よってここにいつ寺社ができたのか、詳しい経緯は判然としない。
ただ、地元の昔話には、「天知山に鬼入る話」というものが残っており、ここが何らかの特別な場所とされていたことがうかがえるだろう。
天知の社が地元、城輪郷の文献に現れたのは、文禄元年(1593年)のことであり、徳川家康の江戸入府に際して正式に神社として認められたと思われる。
社伝によれば、「地元住民の心を安んじてこの社を建てる」。

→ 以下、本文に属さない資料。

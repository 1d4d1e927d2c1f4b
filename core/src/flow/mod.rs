// grocer/src/flow/mod.rs

//! A small asynchronous step-flow engine.
//!
//! A [`Pipeline`] is an ordered list of named steps. Each step has zero or more
//! handlers operating on a shared [`Shared<TData>`] context, an optional skip
//! condition, and an optional compensation. When a handler fails, the
//! compensations of every step that already completed run in reverse order
//! before the error is returned.

pub mod control;
pub mod pipeline;
pub mod shared;
pub mod step;

pub use control::{FlowOutcome, StepControl};
pub use pipeline::{Compensation, Handler, Pipeline};
pub use shared::Shared;
pub use step::{SkipCondition, StepDef};
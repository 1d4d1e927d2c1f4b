// grocer/app/src/seed.rs

//! Sample catalog for the demo: the storefront's category list plus a
//! handful of products in each.

use grocer::{Category, Product};
use uuid::Uuid;

const CATEGORIES: &[(&str, &str)] = &[
  ("Dairy", "🥛"),
  ("Beverages", "🥤"),
  ("Snacks", "🍿"),
  ("Cereals", "🥣"),
  ("Canned Goods", "🥫"),
  ("Frozen Foods", "🧊"),
  ("Bakery", "🍞"),
  ("Condiments", "🧂"),
];

// (category, name, price, discount price, unit)
const PRODUCTS: &[(&str, &str, f64, Option<f64>, &str)] = &[
  ("Dairy", "Whole Milk", 3.99, None, "1 L"),
  ("Dairy", "Greek Yogurt", 4.49, Some(3.99), "500 g"),
  ("Dairy", "Cheddar Cheese", 6.99, Some(5.49), "200 g"),
  ("Beverages", "Orange Juice", 4.29, None, "1 L"),
  ("Beverages", "Sparkling Water", 1.19, None, "750 ml"),
  ("Snacks", "Salted Potato Chips", 2.79, Some(2.29), "150 g"),
  ("Snacks", "Roasted Almonds", 7.49, None, "250 g"),
  ("Cereals", "Rolled Oats", 3.49, None, "1 kg"),
  ("Cereals", "Corn Flakes", 4.99, Some(4.25), "500 g"),
  ("Canned Goods", "Chickpeas", 1.29, None, "400 g"),
  ("Canned Goods", "Diced Tomatoes", 1.49, None, "400 g"),
  ("Frozen Foods", "Frozen Peas", 2.49, None, "1 kg"),
  ("Frozen Foods", "Margherita Pizza", 5.99, Some(4.99), "1 pc"),
  ("Bakery", "White Bread", 2.99, None, "400 g"),
  ("Bakery", "Butter Croissants", 4.79, None, "4 pcs"),
  ("Condiments", "Tomato Ketchup", 2.59, None, "500 g"),
  ("Condiments", "Sea Salt", 1.99, None, "1 kg"),
];

pub fn sample_catalog() -> (Vec<Category>, Vec<Product>) {
  let categories: Vec<Category> = CATEGORIES
    .iter()
    .map(|(name, icon)| Category {
      id: Uuid::new_v4(),
      name: (*name).to_string(),
      icon: (*icon).to_string(),
    })
    .collect();

  let products = PRODUCTS
    .iter()
    .map(|(category, name, price, discount, unit)| {
      let mut product = Product::new(*name, *price).with_unit(*unit);
      if let Some(discount) = discount {
        product = product.with_discount(*discount);
      }
      match categories.iter().find(|c| c.name == *category) {
        Some(c) => product.in_category(c.id),
        None => product,
      }
    })
    .collect();

  (categories, products)
}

とあり、その後の八王子千人同心設立に先んじて住民の心つかもうとしてのことかも知れない。
いずれにせよこの神社の特異性は、千人同心出陣に際しての神事に留まらず、自弁で武器甲冑を携えて参陣するように明記されていることだろう。
昔話にもあるように、この山には鬼がいて、これを退治るために山の民が集ったとされている。

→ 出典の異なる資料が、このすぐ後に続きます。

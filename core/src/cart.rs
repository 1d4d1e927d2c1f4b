// grocer/src/cart.rs

//! The cart aggregate. Totals are always derived from the current lines.

use crate::catalog::{Product, ProductId};
use serde::Serialize;

#[derive(Debug, Clone, PartialEq, Serialize)]
pub struct CartItem {
  pub product: Product,
  /// Always at least 1; a line that would drop to 0 is removed instead.
  pub quantity: u32,
}

impl CartItem {
  pub fn line_total(&self) -> f64 {
    self.product.effective_price() * f64::from(self.quantity)
  }
}

/// At most one line per product id. Lines keep insertion order for display.
#[derive(Debug, Clone, Default, Serialize)]
pub struct Cart {
  items: Vec<CartItem>,
}

impl Cart {
  pub fn new() -> Self {
    Self::default()
  }

  pub fn items(&self) -> &[CartItem] {
    &self.items
  }

  pub fn is_empty(&self) -> bool {
    self.items.is_empty()
  }

  pub fn quantity_of(&self, product_id: ProductId) -> u32 {
    self
      .items
      .iter()
      .find(|item| item.product.id == product_id)
      .map_or(0, |item| item.quantity)
  }

  /// Adds one unit of `product`, creating the line if needed.
  pub fn add_to_cart(&mut self, product: Product) {
    match self.items.iter_mut().find(|item| item.product.id == product.id) {
      Some(existing) => existing.quantity = existing.quantity.saturating_add(1),
      None => self.items.push(CartItem { product, quantity: 1 }),
    }
  }

  pub fn remove_from_cart(&mut self, product_id: ProductId) {
    self.items.retain(|item| item.product.id != product_id);
  }

  /// Sets the quantity of an existing line. Zero or less removes the line;
  /// anything above `u32::MAX` is clamped to it.
  pub fn update_quantity(&mut self, product_id: ProductId, quantity: i64) {
    if quantity <= 0 {
      self.remove_from_cart(product_id);
      return;
    }
    let quantity = u32::try_from(quantity).unwrap_or(u32::MAX);
    if let Some(item) = self.items.iter_mut().find(|item| item.product.id == product_id) {
      item.quantity = quantity;
    }
  }

  pub fn clear(&mut self) {
    self.items.clear();
  }

  /// Saturates at `u32::MAX`.
  pub fn total_items(&self) -> u32 {
    self.items.iter().fold(0u32, |total, item| total.saturating_add(item.quantity))
  }

  pub fn total_price(&self) -> f64 {
    self.items.iter().map(CartItem::line_total).sum()
  }
}
// grocer/app/src/main.rs

mod config;
mod demo;
mod errors;
mod pg_backend;
mod seed;

use crate::config::AppConfig;
use crate::errors::Result as AppResult;
use crate::pg_backend::PgBackend;

use grocer::{Backend, Collaborators, InMemoryBackend, LocalSession, Session, SimulatedGateway};
use sqlx::PgPool;
use std::sync::Arc;
use tracing::Level;
use tracing_subscriber::fmt::format::FmtSpan;
use uuid::Uuid;

#[tokio::main]
async fn main() -> AppResult<()> {
  tracing_subscriber::fmt()
    .with_max_level(Level::INFO) // Default level
    .with_env_filter(tracing_subscriber::EnvFilter::from_default_env()) // Allow RUST_LOG override
    .with_span_events(FmtSpan::CLOSE) // Log when spans close, showing duration
    .init();

  tracing::info!("Starting grocer demo...");

  let app_config = match AppConfig::from_env() {
    Ok(cfg) => cfg,
    Err(e) => {
      tracing::error!(error = %e, "Failed to load application configuration.");
      return Err(e);
    }
  };

  let backend = build_backend(&app_config).await?;

  let user_id = app_config.demo_user_id.unwrap_or_else(Uuid::new_v4);
  let session = Session::new(Collaborators {
    backend,
    gateway: Arc::new(SimulatedGateway::new(app_config.payment_delay)),
    auth: Arc::new(LocalSession::signed_in(user_id)),
  });
  tracing::info!(%user_id, credits = session.credits(), "Session started.");

  demo::run(&session).await
}

async fn build_backend(app_config: &AppConfig) -> AppResult<Arc<dyn Backend>> {
  let (categories, products) = if app_config.seed_catalog {
    seed::sample_catalog()
  } else {
    (Vec::new(), Vec::new())
  };

  let Some(database_url) = &app_config.database_url else {
    tracing::info!("DATABASE_URL not set; using the in-memory backend.");
    return Ok(Arc::new(InMemoryBackend::new().with_catalog(products, categories)));
  };

  let pool = match PgPool::connect(database_url).await {
    Ok(pool) => {
      tracing::info!("Successfully connected to the database.");
      pool
    }
    Err(e) => {
      tracing::error!(error = %e, "Failed to connect to the database.");
      return Err(e.into());
    }
  };

  let backend = PgBackend::new(pool);
  if app_config.seed_catalog {
    let seeded = backend.seed_catalog(&categories, &products).await?;
    tracing::info!(seeded, "Catalog seeding checked.");
  }
  Ok(Arc::new(backend))
}
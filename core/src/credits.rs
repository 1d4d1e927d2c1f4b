// grocer/src/credits.rs

//! Loyalty credits: balance, transaction log, earn and redeem rules.

use chrono::{DateTime, Utc};
use serde::Serialize;
use tracing::{debug, info};

/// 10 credits are worth one currency unit of discount.
pub const CREDITS_TO_DOLLAR: u32 = 10;
/// Share of the paid order total returned as credits.
pub const EARN_RATE: f64 = 0.05;
/// At most this share of the cart value may be paid with credits.
pub const MAX_REDEEM_FRACTION: f64 = 0.5;
/// Onboarding grant every new session starts with.
pub const WELCOME_BONUS: u32 = 50;

#[derive(Debug, Clone, Copy, PartialEq, Eq, Serialize)]
#[serde(rename_all = "lowercase")]
pub enum TransactionKind {
  Earned,
  Redeemed,
}

#[derive(Debug, Clone, PartialEq, Serialize)]
pub struct CreditTransaction {
  pub id: String,
  pub kind: TransactionKind,
  pub amount: u32,
  pub description: String,
  pub date: DateTime<Utc>,
}

/// Credits converted to currency.
pub fn credits_value(credits: u32) -> f64 {
  f64::from(credits) / f64::from(CREDITS_TO_DOLLAR)
}

/// Credits a paid total of `order_total` is worth. Non-positive and
/// non-finite totals earn nothing.
pub fn credits_for(order_total: f64) -> u32 {
  if !order_total.is_finite() || order_total <= 0.0 {
    return 0;
  }
  // Float-to-int casts saturate, so an absurd total cannot wrap.
  (order_total * f64::from(CREDITS_TO_DOLLAR) * EARN_RATE).floor() as u32
}

/// Session-scoped credit balance plus its transaction history, newest first.
#[derive(Debug, Clone, Serialize)]
pub struct CreditsLedger {
  balance: u32,
  transactions: Vec<CreditTransaction>,
}

impl Default for CreditsLedger {
  fn default() -> Self {
    Self::new()
  }
}

impl CreditsLedger {
  /// A fresh ledger holding the welcome bonus.
  pub fn new() -> Self {
    Self {
      balance: WELCOME_BONUS,
      transactions: vec![CreditTransaction {
        id: "welcome".to_string(),
        kind: TransactionKind::Earned,
        amount: WELCOME_BONUS,
        description: "Welcome bonus".to_string(),
        date: Utc::now(),
      }],
    }
  }

  /// A ledger with no bonus and no history.
  pub fn empty() -> Self {
    Self {
      balance: 0,
      transactions: Vec::new(),
    }
  }

  pub fn balance(&self) -> u32 {
    self.balance
  }

  pub fn transactions(&self) -> &[CreditTransaction] {
    &self.transactions
  }

  pub fn lifetime_earned(&self) -> u32 {
    self.sum_of(TransactionKind::Earned)
  }

  pub fn lifetime_redeemed(&self) -> u32 {
    self.sum_of(TransactionKind::Redeemed)
  }

  fn sum_of(&self, kind: TransactionKind) -> u32 {
    self
      .transactions
      .iter()
      .filter(|t| t.kind == kind)
      .map(|t| t.amount)
      .sum()
  }

  fn record(&mut self, id: String, kind: TransactionKind, amount: u32, description: String) {
    self.transactions.insert(
      0,
      CreditTransaction {
        id,
        kind,
        amount,
        description,
        date: Utc::now(),
      },
    );
  }

  /// Awards credits for a paid order. Returns the amount awarded (0 means
  /// nothing was recorded).
  pub fn earn_credits(&mut self, order_total: f64, order_id: &str) -> u32 {
    let earned = credits_for(order_total);
    if earned == 0 {
      debug!(order_total, order_id, "Order total earns no credits.");
      return 0;
    }
    self.balance = self.balance.saturating_add(earned);
    self.record(
      format!("earn-{order_id}"),
      TransactionKind::Earned,
      earned,
      format!("Order {order_id}"),
    );
    info!(order_id, earned, balance = self.balance, "Credits earned.");
    earned
  }

  /// Spends `amount` credits. Fails without touching state unless
  /// `0 < amount <= balance`.
  pub fn redeem_credits(&mut self, amount: u32) -> bool {
    if amount == 0 || amount > self.balance {
      debug!(amount, balance = self.balance, "Credit redemption refused.");
      return false;
    }
    self.balance -= amount;
    self.record(
      format!("redeem-{}", Utc::now().timestamp_millis()),
      TransactionKind::Redeemed,
      amount,
      "Checkout discount".to_string(),
    );
    info!(amount, balance = self.balance, "Credits redeemed.");
    true
  }

  /// Gives back credits redeemed for a checkout that did not complete.
  pub fn refund_redemption(&mut self, amount: u32, reason: &str) {
    if amount == 0 {
      return;
    }
    self.balance = self.balance.saturating_add(amount);
    self.record(
      format!("refund-{}", Utc::now().timestamp_millis()),
      TransactionKind::Earned,
      amount,
      format!("Refund: {reason}"),
    );
    info!(amount, balance = self.balance, reason, "Redeemed credits refunded.");
  }

  /// Largest redemption allowed against `cart_total`: the balance, capped at
  /// half the cart value expressed in credits.
  pub fn max_redeemable(&self, cart_total: f64) -> u32 {
    let cap = (cart_total.max(0.0) * MAX_REDEEM_FRACTION * f64::from(CREDITS_TO_DOLLAR)).floor() as u32;
    self.balance.min(cap)
  }
}
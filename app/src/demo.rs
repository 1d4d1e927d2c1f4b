// grocer/app/src/demo.rs

//! A scripted shopper: browse, fill the cart, apply credits, check out, then
//! look at the order history.

use crate::errors::Result as AppResult;
use futures_util::future::try_join;
use grocer::{format_amount, AddressInput, PaymentMethod, PlaceOrderOptions, Session};
use tracing::{info, instrument, warn};

fn demo_address() -> AddressInput {
  AddressInput {
    name: "Home".to_string(),
    receiver_name: "Demo Shopper".to_string(),
    phone: "5550100".to_string(),
    house: "123 Main Street, Apt 4B".to_string(),
    street: "Near Central Park".to_string(),
    city: "Springfield".to_string(),
    state: "IL".to_string(),
    pincode: "62701".to_string(),
    is_default: true,
  }
}

#[instrument(name = "demo::run", skip_all)]
pub async fn run(session: &Session) -> AppResult<()> {
  let (catalog, saved) = try_join(session.catalog(), session.saved_addresses()).await?;
  info!(
    categories = catalog.categories().len(),
    products = catalog.active_products(None).len(),
    saved_addresses = saved.len(),
    "Catalog loaded."
  );

  for product in catalog.search("milk").into_iter().chain(catalog.active_products(None).into_iter().take(3)) {
    session.add_to_cart(product.clone());
  }
  if let Some(first) = session.items().first() {
    session.update_quantity(first.product.id, 2);
  }
  info!(
    items = session.total_items(),
    total = %format_amount(session.total_price()),
    "Cart filled."
  );

  let credits_to_use = session.toggle_credits(0);
  let quote = session.quote(credits_to_use);
  info!(quote = %serde_json::to_string(&quote).unwrap_or_default(), "Quote.");

  // Reuse the first saved address if there is one, otherwise save a new one.
  let options = match saved.first() {
    Some(address) => PlaceOrderOptions::new(AddressInput::from_saved(address)).using_saved_address(address.id),
    None => PlaceOrderOptions::new(demo_address()).saving_address(),
  }
  .with_credits(quote.credits_to_use)
  .paying_with(PaymentMethod::Card);

  let outcome = session.checkout(options).await;
  info!(outcome = %serde_json::to_string(&outcome).unwrap_or_default(), "Checkout finished.");
  info!(
    balance = session.credits(),
    value = %format_amount(session.credits_value(session.credits())),
    transactions = session.transactions().len(),
    "Credits."
  );

  // An empty cart is refused without touching the backend.
  let refused = session.place_order(PlaceOrderOptions::new(demo_address())).await;
  if let Some(error) = &refused.error {
    warn!(%error, "Second checkout refused as expected.");
  }

  for summary in session.order_history().await? {
    info!(
      order_id = %summary.order.id,
      status = summary.order.status.as_str(),
      total = %format_amount(summary.order.total_amount),
      lines = summary.lines.len(),
      "Order history entry."
    );
  }
  Ok(())
}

見方によれば、この「鬼」と「山の民」はいずれも同じ存在である。
この山が本来公界所であったことを鑑みれば、鬼(=山の民)を抑えるための神社であったのではないか、とも考察する余地がある。宮司によれば、この神社は山より出でる鬼を抑えるために建立されたと口伝があるそうだ。
なお、輪楔者としての見地でこれを考慮した場合、この地に集っていた公界往来人(山の民も含む)が輪楔者であった可能性は否定できない。
◇ 祭神
天知神社の祭神は「十二神将(十二神明王)」とされているが、輪楔者から見ると、明らかにこれはアーキタイプと呼ばれるウルボーデン時代の英雄たちの立像である。
由来にも書いたが、近世以前の隣接者たちのコミュニティーの一端を垣間見るようで非常に興味深い。